Oh boy ladies and gents, time to grab that popcorn. TouchWiz is one of those subjects that really seems to fire people up, with some saying it’s the greatest thing to ever happen to mobile, others outcrying that it is a bloated, soul-sucking devil.
As someone who has primarily, though not exclusively, used Nexus devices as daily drivers going back to the Nexus 4, I have certainly gotten in a ‘LagWiz’ joke or two at Samsung’s expense, and have enjoyed teasing some of my Galaxy-wielding colleagues (ahem… Nirave… cough, cough) for their smartphone choices. Being honest though, I haven’t used a Galaxy as a true daily driver since the Galaxy S2, with only brief periods (hours, days, etc) spent messing with more recent devices like the Galaxy S6 and the Note 5.
That all changed a little bit over a week ago, when I took the Galaxy S7 Edge out of its box.
Alongside Lanh, who will do the video review, I’ll be bringing you a full (written) review of the Galaxy S7 Edge in the very near future, as we wanted to slow things down and make sure we provided the best review possible, instead of rushing out of the gate. That said, I do want share a surprising revelation that occurred to me over the last week or so: TouchWiz in’t necessarily the monster in the closet I once believed it to be.
“Better than stock?” No, I wouldn’t go that far. I still enjoy the clean, fluid, and fast experience that is stock Android. I also really miss software keys when using a Samsung phone, though Gala know that’s sort of a minor thing.
What I can say is that when I first got the S7 Edge, I assumed that the minute that the review was over, I’d instantly pop out my SIM card and go running to my Nexus 6P crying. With tears running down my cheek, I’d hold it tightly and tell it about all the horrible things that TouchWiz had done to me. And my Nexus would make it all better.

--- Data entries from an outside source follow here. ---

//! Bandwidth estimation and tier-based encoding preference.
//!
//! Tracks throughput over a rolling history of samples and picks an
//! encoding-preference vector from one of three hand-curated tiers, so the
//! client can trade compression effort for latency as the link quality
//! changes. A tier change is surfaced so the caller can issue one
//! `SetEncodings` with the new preference order.

use std::time::Instant;

use rfb_encodings::{
    ENCODING_COPY_RECT, ENCODING_CORRE, ENCODING_DESKTOP_NAME, ENCODING_DESKTOP_SIZE,
    ENCODING_HEXTILE, ENCODING_LAST_RECT, ENCODING_RAW, ENCODING_RRE, ENCODING_TIGHT,
    ENCODING_TRLE, ENCODING_WMVI, ENCODING_ZLIB, ENCODING_ZLIBHEX, ENCODING_ZRLE,
};

/// Number of samples kept in the bandwidth history ring.
const HISTORY_LEN: usize = 16;

/// A sample is rolled into a new ring slot once the running byte count for
/// the current slot (or the update about to be added) exceeds this many
/// bytes.
const SAMPLE_ROLLOVER_BYTES: u64 = 20_000;

/// Below this estimated bytes/sec, prefer the low-bandwidth tier.
const LOW_BANDWIDTH_THRESHOLD: f64 = 10_000.0;

/// Below this estimated bytes/sec (and at or above the low threshold),
/// prefer the mid-bandwidth tier. At or above it, prefer high-bandwidth.
const MID_BANDWIDTH_THRESHOLD: f64 = 100_000.0;

/// Bandwidth tier, used to pick an encoding-preference vector.
#[derive(Debug, Clone, Copy, PartialEq, Eq)]
pub enum BandwidthTier {
    /// Link is slow; prefer compact encodings even at higher CPU cost.
    Low,
    /// Link is middling; still favour compression but less aggressively.
    Mid,
    /// Link is fast; prefer cheap-to-encode formats over compact ones.
    High,
}

impl BandwidthTier {
    fn from_estimate(bytes_per_sec: f64) -> Self {
        if bytes_per_sec < LOW_BANDWIDTH_THRESHOLD {
            Self::Low
        } else if bytes_per_sec < MID_BANDWIDTH_THRESHOLD {
            Self::Mid
        } else {
            Self::High
        }
    }

    /// The encoding-preference vector for this tier, most-preferred first.
    #[must_use]
    pub fn encodings(self) -> &'static [i32] {
        match self {
            Self::Low => &[
                ENCODING_COPY_RECT,
                ENCODING_TIGHT,
                ENCODING_ZRLE,
                ENCODING_ZLIBHEX,
                ENCODING_ZLIB,
                ENCODING_TRLE,
                ENCODING_HEXTILE,
                ENCODING_RRE,
                ENCODING_CORRE,
                ENCODING_RAW,
                ENCODING_DESKTOP_SIZE,
                ENCODING_LAST_RECT,
                ENCODING_DESKTOP_NAME,
                ENCODING_WMVI,
            ],
            Self::Mid => &[
                ENCODING_COPY_RECT,
                ENCODING_ZRLE,
                ENCODING_TIGHT,
                ENCODING_ZLIBHEX,
                ENCODING_ZLIB,
                ENCODING_TRLE,
                ENCODING_HEXTILE,
                ENCODING_RRE,
                ENCODING_CORRE,
                ENCODING_RAW,
                ENCODING_DESKTOP_SIZE,
                ENCODING_LAST_RECT,
                ENCODING_DESKTOP_NAME,
                ENCODING_WMVI,
            ],
            Self::High => &[
                ENCODING_COPY_RECT,
                ENCODING_HEXTILE,
                ENCODING_TRLE,
                ENCODING_RRE,
                ENCODING_CORRE,
                ENCODING_ZLIB,
                ENCODING_ZLIBHEX,
                ENCODING_ZRLE,
                ENCODING_TIGHT,
                ENCODING_RAW,
                ENCODING_DESKTOP_SIZE,
                ENCODING_LAST_RECT,
                ENCODING_DESKTOP_NAME,
                ENCODING_WMVI,
            ],
        }
    }
}

#[derive(Debug, Clone, Copy, Default)]
struct Sample {
    bytes: u64,
    seconds: f64,
}

/// Estimates throughput from recent `FramebufferUpdate` traffic and tracks
/// which bandwidth tier is currently selected.
///
/// Samples are measured with [`Instant`], never wall-clock time, so the
/// estimate can't be skewed by a clock step.
pub struct BandwidthGovernor {
    history: [Sample; HISTORY_LEN],
    index: usize,
    total_bytes: u64,
    total_seconds: f64,
    current_tier: Option<BandwidthTier>,
    update_start: Option<Instant>,
    update_bytes: u64,
}

impl Default for BandwidthGovernor {
    fn default() -> Self {
        Self::new()
    }
}

impl BandwidthGovernor {
    /// Creates a governor with an empty history. No tier is selected until
    /// the first sample completes.
    #[must_use]
    pub fn new() -> Self {
        Self {
            history: [Sample::default(); HISTORY_LEN],
            index: 0,
            total_bytes: 0,
            total_seconds: 0.0,
            current_tier: None,
            update_start: None,
            update_bytes: 0,
        }
    }

    /// Marks the start of a `FramebufferUpdate` read, beginning a new sample.
    pub fn start_update(&mut self) {
        self.update_start = Some(Instant::now());
        self.update_bytes = 0;
    }

    /// Accumulates bytes consumed while decoding the current update.
    pub fn record_bytes(&mut self, bytes: u64) {
        self.update_bytes += bytes;
    }

    /// Finishes the current sample, folding it into the history ring, and
    /// returns `Some(tier)` if the bandwidth tier changed as a result.
    ///
    /// Returns `None` if `start_update` was never called, or if the tier is
    /// unchanged.
    pub fn end_update(&mut self) -> Option<BandwidthTier> {
        let start = self.update_start.take()?;
        let elapsed = start.elapsed().as_secs_f64();
        let bytes = self.update_bytes;
        self.update_bytes = 0;

        let current = &self.history[self.index];
        if bytes > SAMPLE_ROLLOVER_BYTES || current.bytes + bytes > SAMPLE_ROLLOVER_BYTES {
            self.index = (self.index + 1) % HISTORY_LEN;
            let evicted = self.history[self.index];
            self.total_bytes -= evicted.bytes;
            self.total_seconds -= evicted.seconds;
            self.history[self.index] = Sample::default();
        }

        let slot = &mut self.history[self.index];
        slot.bytes += bytes;
        slot.seconds += elapsed;
        self.total_bytes += bytes;
        self.total_seconds += elapsed;

        let estimate = self.estimate();
        let tier = BandwidthTier::from_estimate(estimate);

        if self.current_tier != Some(tier) {
            self.current_tier = Some(tier);
            Some(tier)
        } else {
            None
        }
    }

    /// Current estimated throughput in bytes/sec (`Σbytes / Σseconds`).
    ///
    /// Returns 0.0 if no time has elapsed yet.
    #[must_use]
    pub fn estimate(&self) -> f64 {
        if self.total_seconds > 0.0 {
            self.total_bytes as f64 / self.total_seconds
        } else {
            0.0
        }
    }

    /// The currently selected tier, or `None` before the first sample completes.
    #[must_use]
    pub fn tier(&self) -> Option<BandwidthTier> {
        self.current_tier
    }

    /// Sum of bytes across all retained samples.
    #[must_use]
    pub fn total_bytes(&self) -> u64 {
        self.total_bytes
    }
}

#[cfg(test)]
mod tests {
    use super::*;

    #[test]
    fn low_tier_encodings_lead_with_copyrect_and_tight() {
        let enc = BandwidthTier::Low.encodings();
        assert_eq!(enc[0], ENCODING_COPY_RECT);
        assert_eq!(enc[1], ENCODING_TIGHT);
        assert_eq!(enc[2], ENCODING_ZRLE);
    }

    #[test]
    fn mid_tier_swaps_zrle_ahead_of_tight() {
        let enc = BandwidthTier::Mid.encodings();
        assert_eq!(enc[0], ENCODING_COPY_RECT);
        assert_eq!(enc[1], ENCODING_ZRLE);
        assert_eq!(enc[2], ENCODING_TIGHT);
    }

    #[test]
    fn high_tier_leads_with_fast_encodings() {
        let enc = BandwidthTier::High.encodings();
        assert_eq!(enc[0], ENCODING_COPY_RECT);
        assert_eq!(enc[1], ENCODING_HEXTILE);
        assert_eq!(enc[2], ENCODING_TRLE);
    }

    #[test]
    fn tier_thresholds_match_reference_table() {
        assert_eq!(BandwidthTier::from_estimate(5_000.0), BandwidthTier::Low);
        assert_eq!(BandwidthTier::from_estimate(50_000.0), BandwidthTier::Mid);
        assert_eq!(BandwidthTier::from_estimate(500_000.0), BandwidthTier::High);
    }

    #[test]
    fn no_tier_before_first_sample() {
        let gov = BandwidthGovernor::new();
        assert_eq!(gov.tier(), None);
        assert_eq!(gov.estimate(), 0.0);
    }

    #[test]
    fn completing_a_sample_without_start_is_a_noop() {
        let mut gov = BandwidthGovernor::new();
        assert_eq!(gov.end_update(), None);
    }

    #[test]
    fn sample_accumulates_and_reports_tier_change() {
        let mut gov = BandwidthGovernor::new();
        gov.start_update();
        gov.record_bytes(1024);
        let changed = gov.end_update();
        // First completed sample always reports a tier (None -> Some).
        assert!(changed.is_some());
        assert_eq!(gov.tier(), changed);
        assert_eq!(gov.total_bytes(), 1024);
    }

    #[test]
    fn repeated_samples_in_same_tier_report_no_change() {
        let mut gov = BandwidthGovernor::new();
        gov.start_update();
        gov.record_bytes(100);
        let first = gov.end_update();
        assert!(first.is_some());

        gov.start_update();
        gov.record_bytes(100);
        let second = gov.end_update();
        assert_eq!(second, None, "tier shouldn't flap on a near-identical sample");
    }

    #[test]
    fn history_total_equals_sum_of_samples() {
        let mut gov = BandwidthGovernor::new();
        for _ in 0..HISTORY_LEN {
            gov.start_update();
            gov.record_bytes(500);
            gov.end_update();
        }
        let sum: u64 = gov.history.iter().map(|s| s.bytes).sum();
        assert_eq!(sum, gov.total_bytes());
    }
}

In truth, I will likely return to my Nexus 6P in time, but I’m in no massive hurry to do so – much to my own surprise. At the end of the day, the Nexus series will remain my go-to option long-term for a number of reasons, including keeping up with Android updates. This is doubly true right now, with the release of Android N’s first preview. That said — without giving away too much about my final opinions of the phone (which I’m still formulating) — I must say there’s a lot to love about the Galaxy S7 Edge and I’m quite impressed by it.
As we speak, my fellow Nexus fanboys are likely ripping up my membership card. Yes, we have a secret club where we sacrifice heretical devices to the Google-y gods so that they may blesseth us with a bloat-free existence.Nevermind, I’ve said too much.
The upcoming review will give my full impressions of all aspects of the Galaxy S7 Edge, and in that review I’ll be fully throwing aside any bias I might regarding stock Android, because that’s how fair reviews should be. As for this feature, I want to talk about a few things I really think Samsung has gotten right on the software side, and even some things that they are doing better than Google is with Stock Android.
Keep in mind these aren’t the only things about TouchWiz I may have found pleasant to use, but certainly the elements that stick out the most to me.
TouchWiz features I really like
This point was a lot more valid just a few days ago when I started brainstorming the idea for this feature. With Android N, things are going to get a whole lot more even. But they aren’t there yet. In its current form, Android N’s split-screen mode is a bit clunky and works with very few apps. In contrast, Samsung’s floating window and multi-window features are easy to use, easy to learn, and there’s a great number of apps compatible with it. Sure, not everything allows these features (like Samsung’s Calculator… which I don’t get…), but many do.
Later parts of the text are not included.